In this study, we explored the complex relationship of mental illness with type 2 diabetes treatment targets in a multi‐ethnic socio‐economically diverse urbanised population. Younger adults (<65 years) with mental illness were more likely to achieve HbA_1c treatment targets. Adults with a migrant background, compared with Dutch or older adults with a low income, compared with those with a high income were less likely to achieve HbA_1c targets, independent of mental illness. Men with mental illness were more likely to achieve SBP treatment targets. By contrast, mental illness was not associated with achieving LDL‐cholesterol targets. Healthcare expenditure had no confounding or effect‐modifying association with target achievement. A longer duration of mental illness was positively associated with reaching targets, suggesting that disruption due to mental illness can only be improved by recognition and treatment of problems.

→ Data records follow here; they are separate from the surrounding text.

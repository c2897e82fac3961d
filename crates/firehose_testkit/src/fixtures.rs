//! Test fixtures and writer helpers.
//!
//! Provides a ready-made writer harness plus destinations and suppliers
//! that fail on demand.

use firehose_core::{
    CoreError, CoreResult, Destination, DestinationRegistry, MockClock, RecordWriter, Supplier,
    WriterConfig,
};
use std::io::{self, Write};
use std::sync::atomic::{AtomicUsize, Ordering};
use std::sync::Arc;

/// A record writer wired to a registry and a mock clock.
pub struct TestWriter {
    /// Where closed batches are published.
    pub registry: DestinationRegistry,
    /// The writer's clock.
    pub clock: Arc<MockClock>,
    /// The writer under test.
    pub writer: RecordWriter,
}

impl TestWriter {
    /// Creates a harness writing plain batches.
    ///
    /// The clock in `config` is replaced with the harness clock.
    pub fn new(config: WriterConfig) -> Self {
        let registry = DestinationRegistry::new();
        let supplier = registry.supplier();
        Self::with_supplier(registry, supplier, config)
    }

    /// Creates a harness writing gzip-compressed batches.
    pub fn gzip(config: WriterConfig) -> Self {
        let registry = DestinationRegistry::new();
        let supplier = registry.gzip_supplier();
        Self::with_supplier(registry, supplier, config)
    }

    /// Creates a harness around a custom supplier publishing to `registry`.
    pub fn with_supplier(
        registry: DestinationRegistry,
        supplier: impl Supplier + 'static,
        config: WriterConfig,
    ) -> Self {
        let clock = Arc::new(MockClock::new());
        let writer = RecordWriter::new(supplier, config.clock(clock.clone()));
        Self {
            registry,
            clock,
            writer,
        }
    }

    /// Writes every record, panicking on the first failure.
    pub fn put_all<R: AsRef<[u8]>>(&self, records: &[R]) {
        for record in records {
            self.writer
                .put_record(record.as_ref())
                .expect("Failed to put record");
        }
    }

    /// Returns the published batches in the order they were opened.
    pub fn batches(&self) -> Vec<Vec<u8>> {
        let mut batches: Vec<(u64, Vec<u8>)> = self
            .registry
            .snapshot()
            .into_iter()
            .map(|(name, bytes)| {
                let sequence = u64::from_str_radix(&name, 16).expect("Batch name is not hex");
                (sequence, bytes)
            })
            .collect();
        batches.sort_by_key(|(sequence, _)| *sequence);
        batches.into_iter().map(|(_, bytes)| bytes).collect()
    }
}

/// A destination that fails on command.
///
/// Writes succeed until `fail_writes_after` bytes have been accepted;
/// `close` fails if `fail_close` is set. Every close is counted.
#[derive(Debug, Default)]
pub struct FailingDestination {
    accepted: usize,
    fail_writes_after: Option<usize>,
    fail_close: bool,
    closes: Arc<AtomicUsize>,
}

impl FailingDestination {
    /// Creates a destination that never fails.
    pub fn new() -> Self {
        Self::default()
    }

    /// Rejects any write that would take the total past `limit` bytes.
    #[must_use]
    pub fn fail_writes_after(mut self, limit: usize) -> Self {
        self.fail_writes_after = Some(limit);
        self
    }

    /// Makes `close` fail.
    #[must_use]
    pub fn fail_close(mut self) -> Self {
        self.fail_close = true;
        self
    }

    /// Shares the close counter with `counter`.
    #[must_use]
    pub fn count_closes(mut self, counter: &Arc<AtomicUsize>) -> Self {
        self.closes = Arc::clone(counter);
        self
    }

    /// Returns how many times `close` has been called.
    pub fn close_count(&self) -> usize {
        self.closes.load(Ordering::SeqCst)
    }
}

impl Write for FailingDestination {
    fn write(&mut self, buf: &[u8]) -> io::Result<usize> {
        if let Some(limit) = self.fail_writes_after {
            if self.accepted + buf.len() > limit {
                return Err(io::Error::new(
                    io::ErrorKind::WriteZero,
                    "injected write failure",
                ));
            }
        }
        self.accepted += buf.len();
        Ok(buf.len())
    }

    fn flush(&mut self) -> io::Result<()> {
        Ok(())
    }
}

impl Destination for FailingDestination {
    fn close(&mut self) -> CoreResult<()> {
        self.closes.fetch_add(1, Ordering::SeqCst);
        if self.fail_close {
            Err(io::Error::other("injected close failure").into())
        } else {
            Ok(())
        }
    }
}

struct RecordingInner {
    supplier: Box<dyn Supplier>,
    calls: AtomicUsize,
    pending_failures: AtomicUsize,
}

/// A supplier wrapper that counts calls and can fail the next few.
///
/// Clones share the same counters, so a test can keep one while the writer
/// owns another.
#[derive(Clone)]
pub struct RecordingSupplier {
    inner: Arc<RecordingInner>,
}

impl RecordingSupplier {
    /// Wraps `supplier`.
    pub fn new(supplier: impl Supplier + 'static) -> Self {
        Self {
            inner: Arc::new(RecordingInner {
                supplier: Box::new(supplier),
                calls: AtomicUsize::new(0),
                pending_failures: AtomicUsize::new(0),
            }),
        }
    }

    /// Fails the next `count` calls with a supplier error.
    pub fn fail_next(&self, count: usize) {
        self.inner.pending_failures.store(count, Ordering::SeqCst);
    }

    /// Returns how many times `supply` has been called.
    pub fn calls(&self) -> usize {
        self.inner.calls.load(Ordering::SeqCst)
    }
}

impl Supplier for RecordingSupplier {
    fn supply(&self) -> CoreResult<Box<dyn Destination>> {
        self.inner.calls.fetch_add(1, Ordering::SeqCst);
        let failing = self
            .inner
            .pending_failures
            .fetch_update(Ordering::SeqCst, Ordering::SeqCst, |pending| {
                pending.checked_sub(1)
            })
            .is_ok();
        if failing {
            return Err(CoreError::supplier("injected supplier failure"));
        }
        self.inner.supplier.supply()
    }
}

#[cfg(test)]
mod tests {
    use super::*;

    #[test]
    fn harness_orders_batches_numerically() {
        let harness = TestWriter::new(WriterConfig::new().max_bytes(0));
        let records: Vec<String> = (0..17).map(|i| i.to_string()).collect();
        harness.put_all(&records);

        let batches = harness.batches();
        assert_eq!(batches.len(), 17);
        assert_eq!(batches[2], b"2");
        assert_eq!(batches[16], b"16");
    }

    #[test]
    fn failing_destination_counts_closes() {
        let mut destination = FailingDestination::new().fail_close();
        assert!(destination.close().is_err());
        assert_eq!(destination.close_count(), 1);
    }

    #[test]
    fn failing_destination_rejects_past_limit() {
        let mut destination = FailingDestination::new().fail_writes_after(4);
        destination.write_all(b"four").unwrap();
        assert!(destination.write_all(b"!").is_err());
    }

    #[test]
    fn recording_supplier_fails_then_recovers() {
        let registry = DestinationRegistry::new();
        let supplier = RecordingSupplier::new(registry.supplier());
        supplier.fail_next(2);

        assert!(supplier.supply().is_err());
        assert!(supplier.supply().is_err());
        assert!(supplier.supply().is_ok());
        assert_eq!(supplier.calls(), 3);
    }
}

Previous studies have reported both impaired ⁶ , ²⁶ , ²⁷ and improved ⁸ , ¹² , ²⁸ glycaemic control in people with diabetes and depression. Improved HbA_1c and SBP control in adults with mental illness might have been influenced by healthcare and self management, as only care users were included in our study. Lister et al. ¹² found a positive association between health checks and HbA_1c, SBP and LDL‐cholesterol levels in people with severe mental illness. An alternative explanation might be the recognition and treatment of mental illness, as treatment of depression reportedly improves glycaemic control. ²⁸ People with mental illness also received more GP, specialist or pharmaceutical care, as indicated by higher healthcare expenditures, although no evidence was found for effect‐modification through or an independent contribution of healthcare expenditure.

Consistent with previous research, ⁵ , ¹² mental illness was associated with socio‐economic factors, and migrant background and low income were negatively associated with achieving HbA_1c targets independent of mental illness. ¹⁸ , ¹⁹ However, achieving SBP targets was not associated with migration status or income, perhaps due to adequate healthcare delivery or self management in our population. ¹⁷ People with a higher income were less likely to achieve LDL‐cholesterol targets, possibly as a result of a lower prevalence of vascular co‐morbidity and less use of lipid‐lowering medication in the high‐income population, both of which are important predictors for achieving LDL targets.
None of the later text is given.